Intravenous Administration in Healthy Volunteers

After intravenous administration, peak (15-min) plasma rHuEPO concentrations correlate linearly with dose; a dose of 50 U/kg produces peak concentrations of about 1000 mU/mL (44). In single-dose studies, clearance decreases nonlinearly with increasing dose, resulting in a longer half-life of rHuEPO as the dose administered is increased (65). In multiple-dose studies of intravenous rHuEPO in healthy subjects, however, clearance appears to increase over the initial period of multiple dosing (70).

Fig. 2. Clearance of rHuEPO over a range of doses in healthy adults and patients with kidney disease, based on literature estimates. (From ref. 68.)

Flaharty et al. (65) administered epoetin alfa in single iv doses of 10, 50,150, 500, and 1000 U/kg, and found a trend of decreasing clearance with increasing dose, with the most dramatic difference being between 10 and 50 U/kg (approx threefold decrease). The reduction in clearance resulted in longer half-lives as dose increased, i.e., from 4.4 h at 10 U/kg to 5.3 h at 50 U/kg and 8.5 h at 500 U/kg (range: 4.4-11.0 h). Over the dose range of 100-150 U/kg, clearance was approx 7 mL/h/kg, and terminal half-life was approx 5 h.

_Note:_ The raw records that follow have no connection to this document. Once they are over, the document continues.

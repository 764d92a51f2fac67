//! Storytime engine library.
//!
//! This module exposes the script runtime, the engine types scripts can use,
//! and the editor tooling generators for use in integration tests and by the
//! `storytime` binary.

pub mod components;
pub mod resources;
pub mod luarc_generator;
pub mod stub_generator;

rHuEPO's dose-nonlinearity has not been well characterized. In one study, Veng-Pedersen et al. (70) administered single iv doses of epoetin alfa at three dose levels (10, 100, and 500 U/kg) in a three-way crossover study in 10 healthy volunteers. Again, clearance decreased as dose increased, which they ascribed primarily to a nonlinear, saturable mechanism obeying Michaelis-Menten kinetics.

Generally, one (71) or two (72) phases are evident in the serum concentration-time profiles. When only one phase was observed, it is likely that the early rapid phase was not captured (owing to sampling schedule and/or interindividual variation) and that the slower, later phase dominated. The volume of distribution was generally similar to that of plasma volume (40-60 mL/kg), indicating limited extravascular distribution (65,69).

McMahon et al. (69) compared the single-dose and multiple-dose pharmacokinetics of epoetin alfa (150 and 300 U/kg iv) in a parallel design. At both dose levels, the mean clearance increased by 25% after five doses, resulting in a comparable reduction in terminal half-life. The largest change in clearance occurred between the first and second doses.